Inferring CpG methylation signatures accumulated along human history from genetic variation catalogs

Understanding the DNA methylation patterns in the human genome is a key step to decipher gene regulatory mechanisms and model mutation rate heterogeneity in the human genome. While methylation rates can be measured e.g. with bisulfite sequencing, such measures do not capture historical patterns. Here we present a new method, Methylation Hidden Markov Model (MHMM), to estimate the accumulated germline methylation signature in human population history leveraging two properties: (1) Mutation rates of cytosine to thymine transitions at methylated CG dinucleotides are orders of magnitude higher than that in the rest of the genome. (2) Methylation levels are locally correlated, so the allele frequencies of neighboring CpGs can be used jointly to estimate methylation status.

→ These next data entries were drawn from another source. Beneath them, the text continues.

//! Client-side protocol session.
//!
//! A [`ClientSession`] is the pure state machine a connecting peer runs:
//! it consumes the server's handshake package, installs the transferred
//! action list and schema layouts into its own codec, produces the echo
//! frame that completes the handshake, and thereafter frames outbound
//! messages and decodes inbound ones. It owns no socket; transports feed
//! it frames and forward what it returns.

use crate::actions::{ActionListError, ActionRepository};
use crate::codec::{CodecError, ProtocolCodec};
use crate::schema::{Schema, SchemaError, SchemaRegistry};
use crate::types::{ActionHash, ActorId, SchemaHash};
use crate::value::Payload;
use serde_json::Value as JsonValue;
use std::sync::Arc;
use thiserror::Error;
use tracing::{debug, warn};

/// Fixed prefix of a server-to-client frame: action hash + sender id.
const SERVER_FRAME_PREFIX: usize = 6;

#[derive(Debug, Error)]
pub enum SessionError {
    /// A message frame arrived (or a send was attempted) before the
    /// handshake package.
    #[error("handshake has not completed yet")]
    NotSynced,
    /// The handshake package was decodable but semantically broken.
    #[error("malformed handshake package: {0}")]
    MalformedHandshake(String),
    /// `send` was called with a key the server never registered.
    #[error("server can not accept message key=({0})")]
    UnknownKey(String),
    /// An inbound frame carries a hash outside the transferred action list.
    #[error("unknown action hash=({0})")]
    UnknownAction(ActionHash),
    /// An inbound frame is shorter than its fixed prefix.
    #[error("frame shorter than its fixed prefix")]
    TruncatedFrame,
    #[error(transparent)]
    Codec(#[from] CodecError),
    #[error(transparent)]
    Schema(#[from] SchemaError),
    #[error(transparent)]
    Actions(#[from] ActionListError),
}

/// What one inbound frame produced.
#[derive(Debug)]
pub enum SessionEvent {
    /// The handshake package arrived. `answer` must be sent back to the
    /// server verbatim to complete the handshake.
    Synced {
        room_id: String,
        actor_id: ActorId,
        answer: Vec<u8>,
    },
    /// A routed application message.
    Message {
        key: String,
        sender: ActorId,
        data: Payload,
    },
}

pub struct ClientSession {
    codec: ProtocolCodec,
    actions: ActionRepository,
    identity: Option<(String, ActorId)>,
}

impl ClientSession {
    pub fn new() -> Self {
        Self {
            codec: ProtocolCodec::new(Arc::new(SchemaRegistry::new())),
            actions: ActionRepository::new(),
            identity: None,
        }
    }

    pub fn is_synced(&self) -> bool {
        self.identity.is_some()
    }

    pub fn room_id(&self) -> Option<&str> {
        self.identity.as_ref().map(|(room, _)| room.as_str())
    }

    pub fn actor_id(&self) -> Option<ActorId> {
        self.identity.as_ref().map(|(_, actor)| *actor)
    }

    /// Routing keys the server accepts, in hash order.
    pub fn action_keys(&self) -> Vec<String> {
        self.actions.action_keys()
    }

    /// Consumes one inbound frame. The first frame of a connection must be
    /// the handshake package; every later frame is an application message.
    pub fn handle_frame(&mut self, frame: &[u8]) -> Result<SessionEvent, SessionError> {
        if self.identity.is_none() {
            return self.handle_sync(frame);
        }
        if frame.len() < SERVER_FRAME_PREFIX {
            return Err(SessionError::TruncatedFrame);
        }
        let hash = ActionHash::from_bytes([frame[0], frame[1]]);
        let key = self
            .actions
            .get_key(hash)
            .ok_or(SessionError::UnknownAction(hash))?
            .to_string();
        let outgoing = self
            .actions
            .get_outgoing(hash)
            .ok_or(SessionError::UnknownAction(hash))?;
        let sender = ActorId::from_bytes([frame[2], frame[3], frame[4], frame[5]]);
        let data = self.codec.decode(outgoing, &frame[SERVER_FRAME_PREFIX..])?;
        Ok(SessionEvent::Message { key, sender, data })
    }

    fn handle_sync(&mut self, frame: &[u8]) -> Result<SessionEvent, SessionError> {
        let package = self.codec.decode(SchemaRegistry::SYNC, frame)?;
        let room_id = package
            .str("roomId")
            .ok_or_else(|| SessionError::MalformedHandshake("roomId missing".into()))?
            .to_string();
        let actor_id: ActorId = package
            .str("actorId")
            .unwrap_or_default()
            .parse()
            .map_err(|_| SessionError::MalformedHandshake("actorId is not an id".into()))?;
        let action_list = package
            .str_array("actions")
            .ok_or_else(|| SessionError::MalformedHandshake("action list missing".into()))?
            .to_vec();
        let schema_json = package
            .str("schemas")
            .ok_or_else(|| SessionError::MalformedHandshake("schema list missing".into()))?;

        self.actions.load_list(&action_list)?;
        for (hash, fields) in parse_schema_list(schema_json)? {
            self.codec.add_schema(hash, fields)?;
        }

        let answer = self.codec.encode(
            SchemaRegistry::SYNC,
            &Payload::new().with("actorId", actor_id.to_string()),
        )?;
        debug!(room = %room_id, actor = %actor_id, "handshake package applied");
        self.identity = Some((room_id.clone(), actor_id));
        Ok(SessionEvent::Synced {
            room_id,
            actor_id,
            answer,
        })
    }

    /// Frames an outbound message: `[2-byte action hash][payload]`.
    pub fn encode_message(&self, key: &str, data: &Payload) -> Result<Vec<u8>, SessionError> {
        if self.identity.is_none() {
            return Err(SessionError::NotSynced);
        }
        let hash = match self.actions.get_hash(key) {
            Some(hash) => hash,
            None => {
                warn!(%key, "send fail: server can not accept this message key");
                return Err(SessionError::UnknownKey(key.to_string()));
            }
        };
        let incoming = self
            .actions
            .get_incoming(hash)
            .ok_or_else(|| SessionError::UnknownKey(key.to_string()))?;
        let payload = self.codec.encode(incoming, data)?;
        let mut frame = Vec::with_capacity(2 + payload.len());
        frame.extend_from_slice(&hash.to_bytes());
        frame.extend_from_slice(&payload);
        Ok(frame)
    }
}

impl Default for ClientSession {
    fn default() -> Self {
        Self::new()
    }
}

impl std::fmt::Debug for ClientSession {
    fn fmt(&self, f: &mut std::fmt::Formatter<'_>) -> std::fmt::Result {
        f.debug_struct("ClientSession")
            .field("identity", &self.identity)
            .field("actions", &self.actions.len())
            .finish()
    }
}

/// Parses the handshake's JSON-encoded schema list:
/// `[["0002", {"field": "uint32", ...}], ...]`.
fn parse_schema_list(
    json: &str,
) -> Result<Vec<(SchemaHash, Vec<(String, crate::schema::FieldType)>)>, SessionError> {
    let value: JsonValue = serde_json::from_str(json)
        .map_err(|error| SessionError::MalformedHandshake(error.to_string()))?;
    let entries = value
        .as_array()
        .ok_or_else(|| SessionError::MalformedHandshake("schema list is not an array".into()))?;
    let mut schemas = Vec::with_capacity(entries.len());
    for entry in entries {
        let pair = entry
            .as_array()
            .filter(|pair| pair.len() == 2)
            .ok_or_else(|| {
                SessionError::MalformedHandshake("schema entry is not a [hash, layout] pair".into())
            })?;
        let hash: SchemaHash = pair[0]
            .as_str()
            .unwrap_or_default()
            .parse()
            .map_err(|_| SessionError::MalformedHandshake("schema hash is not valid".into()))?;
        let fields = Schema::layout_from_json(&pair[1])?;
        schemas.push((hash, fields));
    }
    Ok(schemas)
}
//! # Server Assembly
//!
//! Wires the pieces into a running instance: one schema registry and
//! codec, one broker, one transport layer over a room-manager-backed
//! resolver, and the configured transports. [`create_room`] is the
//! single-room variant used by processes that host exactly one well-known
//! room, like the instance registry.

use crate::auth::AuthMiddleware;
use crate::broker::Broker;
use crate::error::{RoomError, TransportError};
use crate::events::ServerEvent;
use crate::id::generate_name;
use crate::resolver::{DefaultRoomResolver, RoomResolver};
use crate::room::{Room, RoomBehavior};
use crate::rooms::RoomManager;
use crate::transport::{Transport, TransportLayer};
use atrium_protocol::{ProtocolCodec, SchemaRegistry};
use std::sync::{Arc, OnceLock};
use tokio::sync::broadcast;
use tracing::info;

const EVENT_CHANNEL_CAPACITY: usize = 16;

/// Construction-time configuration of a [`Server`].
pub struct ServerConfig {
    /// Instance name; generated when not given.
    pub name: Option<String>,
    /// The authorization capability for every connection.
    pub auth: Arc<dyn AuthMiddleware>,
    /// Concrete transports to initialize on [`Server::run`].
    pub transports: Vec<Arc<dyn Transport>>,
}

/// A room-hosting server instance.
pub struct Server {
    name: String,
    schemas: Arc<SchemaRegistry>,
    layer: Arc<TransportLayer>,
    rooms: Arc<RoomManager>,
    transports: Vec<Arc<dyn Transport>>,
    events: broadcast::Sender<ServerEvent>,
}

impl Server {
    pub fn new(config: ServerConfig) -> Self {
        Self::with_schemas(config, Arc::new(SchemaRegistry::new()))
    }

    /// Builds a server over an existing schema registry, for callers that
    /// define schemas before assembly.
    pub fn with_schemas(config: ServerConfig, schemas: Arc<SchemaRegistry>) -> Self {
        let name = config.name.unwrap_or_else(generate_name);
        let codec = Arc::new(ProtocolCodec::new(schemas.clone()));
        let broker = Broker::new();
        let rooms = RoomManager::new(broker.clone(), codec, schemas.clone());
        let resolver: Arc<dyn RoomResolver> = Arc::new(DefaultRoomResolver::new(rooms.clone()));
        let layer = TransportLayer::new(broker, config.auth, resolver);
        let (events, _) = broadcast::channel(EVENT_CHANNEL_CAPACITY);
        Self {
            name,
            schemas,
            layer,
            rooms,
            transports: config.transports,
            events,
        }
    }

    pub fn name(&self) -> &str {
        &self.name
    }

    pub fn schemas(&self) -> &Arc<SchemaRegistry> {
        &self.schemas
    }

    pub fn rooms(&self) -> &Arc<RoomManager> {
        &self.rooms
    }

    pub fn transport_layer(&self) -> &Arc<TransportLayer> {
        &self.layer
    }

    pub fn connections(&self) -> usize {
        self.layer.connections()
    }

    pub fn subscribe(&self) -> broadcast::Receiver<ServerEvent> {
        self.events.subscribe()
    }

    /// Initializes every configured transport and opens for traffic.
    pub async fn run(&self) -> Result<(), TransportError> {
        for transport in &self.transports {
            transport.initialize(self.layer.clone()).await?;
        }
        info!(name = %self.name, "started");
        let _ = self.events.send(ServerEvent::Run);
        Ok(())
    }

    /// Disposes every transport. Live rooms stay up until destroyed.
    pub async fn shutdown(&self) -> Result<(), TransportError> {
        for transport in &self.transports {
            transport.dispose().await?;
        }
        info!(name = %self.name, "terminated");
        let _ = self.events.send(ServerEvent::Shutdown);
        Ok(())
    }
}

impl std::fmt::Debug for Server {
    fn fmt(&self, f: &mut std::fmt::Formatter<'_>) -> std::fmt::Result {
        f.debug_struct("Server")
            .field("name", &self.name)
            .field("connections", &self.layer.connections())
            .finish()
    }
}

struct SingleRoomResolver {
    room: OnceLock<Arc<Room>>,
}

impl RoomResolver for SingleRoomResolver {
    fn resolve(&self, _room_id: &str) -> Option<Arc<Room>> {
        self.room.get().cloned()
    }
}

/// Assembles a standalone room with its own transport layer. Every
/// authorized ticket resolves to this single room, whatever room id the
/// auth middleware reports.
pub async fn create_room(
    room_id: &str,
    auth: Arc<dyn AuthMiddleware>,
    transports: &[Arc<dyn Transport>],
    schemas: Arc<SchemaRegistry>,
    behavior: Arc<dyn RoomBehavior>,
) -> Result<(Arc<Room>, Arc<TransportLayer>), RoomError> {
    let codec = Arc::new(ProtocolCodec::new(schemas.clone()));
    let broker = Broker::new();
    let resolver = Arc::new(SingleRoomResolver {
        room: OnceLock::new(),
    });
    let layer = TransportLayer::new(broker.clone(), auth, resolver.clone());

    let room = Room::assemble(room_id.to_string(), None, broker, codec, schemas, behavior);
    resolver.room.set(room.clone()).ok();
    room.start()?;

    for transport in transports {
        transport.initialize(layer.clone()).await?;
    }
    Ok((room, layer))
}
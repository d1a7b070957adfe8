//! # Room Manager
//!
//! Registry of room *type* definitions and live room *instances*. Types
//! are behavior factories keyed by name; creating a room instantiates a
//! fresh behavior, assembles the room and wires its `Destroyed` event to
//! self-removal from the live map.

use crate::broker::Broker;
use crate::error::RoomError;
use crate::events::{RoomEvent, RoomManagerEvent};
use crate::room::{Room, RoomBehavior};
use atrium_protocol::{ProtocolCodec, SchemaRegistry};
use dashmap::DashMap;
use std::sync::Arc;
use tokio::sync::broadcast;
use tracing::debug;

/// Creates one behavior instance per room of the type.
pub type BehaviorFactory = Arc<dyn Fn() -> Arc<dyn RoomBehavior> + Send + Sync>;

const EVENT_CHANNEL_CAPACITY: usize = 64;

pub struct RoomManager {
    broker: Arc<Broker>,
    codec: Arc<ProtocolCodec>,
    schemas: Arc<SchemaRegistry>,
    defs: DashMap<String, BehaviorFactory>,
    rooms: DashMap<String, Arc<Room>>,
    events: broadcast::Sender<RoomManagerEvent>,
}

impl RoomManager {
    pub(crate) fn new(
        broker: Arc<Broker>,
        codec: Arc<ProtocolCodec>,
        schemas: Arc<SchemaRegistry>,
    ) -> Arc<Self> {
        let (events, _) = broadcast::channel(EVENT_CHANNEL_CAPACITY);
        Arc::new(Self {
            broker,
            codec,
            schemas,
            defs: DashMap::new(),
            rooms: DashMap::new(),
            events,
        })
    }

    /// Registered type keys.
    pub fn types(&self) -> Vec<String> {
        self.defs.iter().map(|entry| entry.key().clone()).collect()
    }

    /// Ids of the live rooms.
    pub fn ids(&self) -> Vec<String> {
        self.rooms.iter().map(|entry| entry.key().clone()).collect()
    }

    pub fn get(&self, room_id: &str) -> Option<Arc<Room>> {
        self.rooms.get(room_id).map(|entry| entry.value().clone())
    }

    /// Subscribes to define/create/destroy notifications.
    pub fn subscribe(&self) -> broadcast::Receiver<RoomManagerEvent> {
        self.events.subscribe()
    }

    /// Registers a room type under `key`.
    pub fn define(
        &self,
        key: &str,
        factory: impl Fn() -> Arc<dyn RoomBehavior> + Send + Sync + 'static,
    ) -> Result<(), RoomError> {
        if self.defs.contains_key(key) {
            return Err(RoomError::DuplicateDefinition(key.to_string()));
        }
        self.defs.insert(key.to_string(), Arc::new(factory));
        let _ = self.events.send(RoomManagerEvent::Defined(key.to_string()));
        Ok(())
    }

    /// Creates a live room of a registered type.
    pub async fn create(
        self: &Arc<Self>,
        room_id: &str,
        room_type: &str,
    ) -> Result<Arc<Room>, RoomError> {
        if self.rooms.contains_key(room_id) {
            return Err(RoomError::DuplicateRoomId(room_id.to_string()));
        }
        let factory = self
            .defs
            .get(room_type)
            .map(|entry| entry.value().clone())
            .ok_or_else(|| RoomError::UndefinedType(room_type.to_string()))?;

        let room = Room::assemble(
            room_id.to_string(),
            Some(room_type.to_string()),
            self.broker.clone(),
            self.codec.clone(),
            self.schemas.clone(),
            factory(),
        );
        room.start()?;
        self.rooms.insert(room_id.to_string(), room.clone());
        self.watch_destroy(&room);
        debug!(room = %room_id, r#type = %room_type, "room created");
        let _ = self.events.send(RoomManagerEvent::Created(room_id.to_string()));
        Ok(room)
    }

    /// Destroys a live room and removes it from the map.
    pub async fn destroy(&self, room_id: &str) -> Result<(), RoomError> {
        let (_, room) = self
            .rooms
            .remove(room_id)
            .ok_or_else(|| RoomError::RoomNotFound(room_id.to_string()))?;
        room.destroy().await;
        let _ = self.events.send(RoomManagerEvent::Destroyed(room_id.to_string()));
        Ok(())
    }

    /// A room destroyed directly (not through the manager) removes itself
    /// from the live map.
    fn watch_destroy(self: &Arc<Self>, room: &Arc<Room>) {
        let mut events = room.subscribe();
        let manager = Arc::downgrade(self);
        let room_id = room.id().to_string();
        tokio::spawn(async move {
            loop {
                match events.recv().await {
                    Ok(RoomEvent::Destroyed) => {
                        if let Some(manager) = manager.upgrade() {
                            if manager.rooms.remove(&room_id).is_some() {
                                let _ = manager
                                    .events
                                    .send(RoomManagerEvent::Destroyed(room_id.clone()));
                            }
                        }
                        break;
                    }
                    Ok(_) => continue,
                    Err(broadcast::error::RecvError::Lagged(_)) => continue,
                    Err(broadcast::error::RecvError::Closed) => break,
                }
            }
        });
    }
}

impl std::fmt::Debug for RoomManager {
    fn fmt(&self, f: &mut std::fmt::Formatter<'_>) -> std::fmt::Result {
        f.debug_struct("RoomManager")
            .field("types", &self.defs.len())
            .field("rooms", &self.rooms.len())
            .finish()
    }
}
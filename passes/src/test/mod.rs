//! Shared fixtures for pass tests.


use riffle_ir::prelude::*;

pub fn out(node: NodeId, slot: usize) -> OutputRef {
    OutputRef { node, slot }
}

pub fn f32_desc(extents: &[usize]) -> OutputDesc {
    OutputDesc::new(static_shape(extents), ElementType::F32)
}

pub fn count_kind(graph: &Graph, tag: OpTag) -> usize {
    graph.iter_live().filter(|(_, node)| node.kind.tag() == tag).count()
}

pub struct ShuffleFixture {
    pub graph: Graph,
    pub param: NodeId,
    pub reshape_before: NodeId,
    pub transpose: NodeId,
    pub reshape_after: NodeId,
    pub before_target: NodeId,
    pub after_target: NodeId,
}

fn shape_to_targets(shape: &Shape) -> Vec<i64> {
    shape.iter().map(|dim| dim.as_static().map_or(-1, |extent| extent as i64)).collect()
}

/// param -> reshape -> transpose -> reshape -> result, with the given
/// shapes and permutation wired through constant inputs.
pub fn shuffle_like(input: Shape, before: Shape, perm: Vec<i64>, after: Shape) -> ShuffleFixture {
    let mut graph = Graph::new();
    let param = graph.add_parameter("data", input, ElementType::F32);

    let before_target = graph.add_constant("before_target", shape_to_targets(&before));
    let reshape_before = graph.add_node(
        OpKind::Reshape,
        "reshape_before",
        [out(param, 0), out(before_target, 0)],
        [OutputDesc::new(before.clone(), ElementType::F32)],
    );

    let perm_valid = perm.len() == before.len() && perm.iter().all(|&axis| axis >= 0 && (axis as usize) < before.len());
    let transposed: Shape =
        if perm_valid { perm.iter().map(|&axis| before[axis as usize]).collect() } else { before.clone() };
    let perm_const = graph.add_constant("perm", perm);
    let transpose = graph.add_node(
        OpKind::Transpose,
        "transpose",
        [out(reshape_before, 0), out(perm_const, 0)],
        [OutputDesc::new(transposed, ElementType::F32)],
    );

    let after_target = graph.add_constant("after_target", shape_to_targets(&after));
    let reshape_after = graph.add_node(
        OpKind::Reshape,
        "shuffle_out",
        [out(transpose, 0), out(after_target, 0)],
        [OutputDesc::new(after, ElementType::F32)],
    );
    graph.add_result("result", out(reshape_after, 0));

    ShuffleFixture { graph, param, reshape_before, transpose, reshape_after, before_target, after_target }
}

/// A well-formed channel shuffle over `[n, c, h, w]` with the given group.
pub fn channel_shuffle_graph(n: usize, c: usize, h: usize, w: usize, group: usize, five_d: bool) -> ShuffleFixture {
    let input = static_shape(&[n, c, h, w]);
    let (before, perm) = if five_d {
        (static_shape(&[n, group, c / group, h, w]), vec![0, 2, 1, 3, 4])
    } else {
        (static_shape(&[n, group, c / group, h * w]), vec![0, 2, 1, 3])
    };
    shuffle_like(input.clone(), before, perm, input)
}

/// One producer fanned out to `memory` assign cells and `concats` concat
/// nodes (each concat paired with an independent second input).
pub fn fan_out_graph(memory: usize, concats: usize, param_producer: bool) -> (Graph, NodeId) {
    let mut graph = Graph::new();
    let producer = if param_producer {
        graph.add_parameter("source", static_shape(&[1, 8]), ElementType::F32)
    } else {
        let param = graph.add_parameter("data", static_shape(&[1, 8]), ElementType::F32);
        graph.add_node(OpKind::Relu, "source", [out(param, 0)], [f32_desc(&[1, 8])])
    };
    for index in 0..memory {
        graph.add_node(
            OpKind::Assign { variable_id: format!("cell{index}") },
            format!("assign{index}"),
            [out(producer, 0)],
            [f32_desc(&[1, 8])],
        );
    }
    for index in 0..concats {
        let other = graph.add_parameter(format!("other{index}"), static_shape(&[1, 8]), ElementType::F32);
        let concat = graph.add_node(
            OpKind::Concat { axis: 0 },
            format!("concat{index}"),
            [out(producer, 0), out(other, 0)],
            [f32_desc(&[2, 8])],
        );
        graph.add_result(format!("result{index}"), out(concat, 0));
    }
    (graph, producer)
}
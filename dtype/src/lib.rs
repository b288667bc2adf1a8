//! Tensor element types.
//!
//! Every output slot in the riffle graph IR carries an [`ElementType`]
//! alongside its shape. The set is closed: passes never invent new element
//! types, they only propagate the ones the loader handed them.

/// Scalar element types carried on graph edges.
#[derive(Debug, Clone, Copy, PartialEq, Eq, Hash, PartialOrd, Ord)]
#[derive(strum::EnumCount, strum::EnumIter, strum::AsRefStr)]
pub enum ElementType {
    F32,
    F16,
    BF16,
    I64,
    I32,
    I8,
    U8,
    Bool,
}

impl ElementType {
    /// Width of one element in bytes.
    pub const fn bytes(&self) -> usize {
        match self {
            Self::F32 | Self::I32 => 4,
            Self::F16 | Self::BF16 => 2,
            Self::I64 => 8,
            Self::I8 | Self::U8 | Self::Bool => 1,
        }
    }

    /// True for floating-point types.
    pub const fn is_float(&self) -> bool {
        matches!(self, Self::F32 | Self::F16 | Self::BF16)
    }

    /// True for integer types (signed or unsigned, excluding `Bool`).
    pub const fn is_int(&self) -> bool {
        matches!(self, Self::I64 | Self::I32 | Self::I8 | Self::U8)
    }
}
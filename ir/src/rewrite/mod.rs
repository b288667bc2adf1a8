//! Pass contract and rewrite drivers.
//!
//! A pass is anything that can transform a [`Graph`] and report whether it
//! did. Two driver styles cover the pipeline:
//!
//! - [`MatcherPass`] - pattern + callback, attempted at every candidate
//!   node (fusion-style single-match transforms)
//! - hand-written whole-graph passes implementing [`Pass`] directly
//!   (legalization-style full traversals)
//!
//! [`PassManager`] orders and runs passes, aggregates modification flags,
//! and optionally validates graph invariants after each modifying pass.

pub mod manager;
pub mod matcher_pass;

use crate::graph::Graph;

pub use manager::PassManager;
pub use matcher_pass::MatcherPass;

/// A graph transformation.
pub trait Pass {
    /// Identifying name for diagnostics.
    fn name(&self) -> &str;

    /// Run over the current graph state. Returns `true` when the graph was
    /// modified. A pass that finds nothing to do returns `false`; that is
    /// the common case, not an error.
    fn run(&self, graph: &mut Graph) -> bool;
}
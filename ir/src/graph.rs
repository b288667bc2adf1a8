//! Arena-owned dataflow graph.
//!
//! Nodes live in a growable arena addressed by [`NodeId`]. An edge is a
//! non-owning (producer, slot) reference stored on the consumer, mirrored by
//! an explicit consumer list on the producer's output descriptor. Every
//! rebinding primitive keeps the two views in sync; passes never touch
//! consumer lists directly.
//!
//! Structural misuse - redirecting to a nonexistent slot, detaching a node
//! that is still referenced - signals a defective pass, not bad input data,
//! and panics. Recoverable diagnostics are available through
//! [`Graph::validate`], which the pass manager runs after every modifying
//! pass when validation is enabled.
//!
//! Acyclicity is preserved by construction: a pass must never make a node
//! depend on one of its own consumers. This is a caller invariant; checking
//! it on every redirection would be prohibitively expensive, so violations
//! surface as [`Error::CycleDetected`] from post-pass validation.

use std::cmp::Reverse;
use std::collections::BinaryHeap;
use std::fmt;

use smallvec::SmallVec;
use tracing::trace;

use riffle_dtype::ElementType;

use crate::error::{Error, Result};
use crate::op::{ConstValue, OpKind};
use crate::rtinfo::RtInfo;
use crate::shape::{Shape, static_shape};

/// Arena handle for one node. Never reused within a graph.
#[derive(Debug, Clone, Copy, PartialEq, Eq, Hash, PartialOrd, Ord)]
pub struct NodeId(pub u32);

impl NodeId {
    fn index(self) -> usize {
        self.0 as usize
    }
}

impl fmt::Display for NodeId {
    fn fmt(&self, f: &mut fmt::Formatter<'_>) -> fmt::Result {
        write!(f, "n{}", self.0)
    }
}

/// A producer endpoint: output `slot` of `node`.
#[derive(Debug, Clone, Copy, PartialEq, Eq, Hash)]
pub struct OutputRef {
    pub node: NodeId,
    pub slot: usize,
}

/// A consumer endpoint: input `slot` of `node`.
#[derive(Debug, Clone, Copy, PartialEq, Eq, Hash)]
pub struct InputRef {
    pub node: NodeId,
    pub slot: usize,
}

/// One typed, shaped result of a node.
#[derive(Debug, Clone)]
pub struct OutputDesc {
    pub shape: Shape,
    pub dtype: ElementType,
    /// Consumers currently bound to this output. Maintained by the graph.
    consumers: Vec<InputRef>,
}

impl OutputDesc {
    pub fn new(shape: Shape, dtype: ElementType) -> Self {
        Self { shape, dtype, consumers: Vec::new() }
    }

    pub fn consumers(&self) -> &[InputRef] {
        &self.consumers
    }
}

/// One operator instance.
#[derive(Debug, Clone)]
pub struct Node {
    pub kind: OpKind,
    name: String,
    inputs: SmallVec<[OutputRef; 2]>,
    outputs: SmallVec<[OutputDesc; 1]>,
    pub rt_info: RtInfo,
    alive: bool,
}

We applied MHMM to allele frequencies from the TOPMed and the gnomAD genetic variation catalogs. Our estimates are consistent with whole genome bisulfite sequencing (WGBS) measured human germ cell methylation levels at 90% of CpG sites, but we also identified ~ 442, 000 historically methylated CpG sites that could not be captured due to sample genetic variation, and inferred methylation status for ~ 721, 000 CpG sites that were missing from WGBS. Hypo-methylated regions identified by combining our results with experimental measures are 1.7 times more likely to recover known active genomic regions than those identified by WGBS alone. Our estimated historical methylation status can be leveraged to enhance bioinformatic analysis of germline methylation such as annotating regulatory and inactivated genomic regions and provide insights in sequence evolution including predicting mutation constraint.